• Work order
The answer must be one number: how many lines in the records below contain the string "StatusSlot".

Segment Start: Data provided

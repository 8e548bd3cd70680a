//! User-visible status: the single error slot and the loading indicator
//!
//! Copyright (c) 2025 Mohammad Atashi <mohammadaliatashi@icloud.com>

use std::sync::atomic::{AtomicUsize, Ordering};
use std::sync::Arc;

use crate::error::ErrorKind;

/// Message shown inline to the user
#[derive(Debug, Clone, PartialEq, Eq)]
pub struct Notice {
    pub kind: ErrorKind,
    pub message: String,
}

impl Notice {
    pub fn validation(message: impl Into<String>) -> Self {
        Self {
            kind: ErrorKind::Validation,
            message: message.into(),
        }
    }

    pub fn connectivity(message: impl Into<String>) -> Self {
        Self {
            kind: ErrorKind::Connectivity,
            message: message.into(),
        }
    }
}

/// Single-slot error display. Showing replaces whatever was there.
#[derive(Debug, Clone, Default)]
pub struct StatusSlot {
    notice: Option<Notice>,
}

impl StatusSlot {
    pub fn show(&mut self, notice: Notice) {
        self.notice = Some(notice);
    }

    pub fn clear(&mut self) {
        self.notice = None;
    }

    pub fn notice(&self) -> Option<&Notice> {
        self.notice.as_ref()
    }
}

/// Loading indicator shared with in-flight requests.
///
/// Each request holds a [`LoadingGuard`]; the indicator is active while any
/// guard is alive, so it is released on every path, including a completion
/// that is dropped without being handled.
#[derive(Debug, Clone, Default)]
pub struct LoadingIndicator {
    pending: Arc<AtomicUsize>,
}

impl LoadingIndicator {
    pub fn begin(&self) -> LoadingGuard {
        self.pending.fetch_add(1, Ordering::SeqCst);
        LoadingGuard {
            pending: Arc::clone(&self.pending),
        }
    }

    pub fn is_active(&self) -> bool {
        self.pending() > 0
    }

    pub fn pending(&self) -> usize {
        self.pending.load(Ordering::SeqCst)
    }
}

/// Keeps the loading indicator raised until dropped
#[derive(Debug)]
pub struct LoadingGuard {
    pending: Arc<AtomicUsize>,
}

impl Drop for LoadingGuard {
    fn drop(&mut self) {
        self.pending.fetch_sub(1, Ordering::SeqCst);
    }
}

Segment End: Data provided

• Written response
2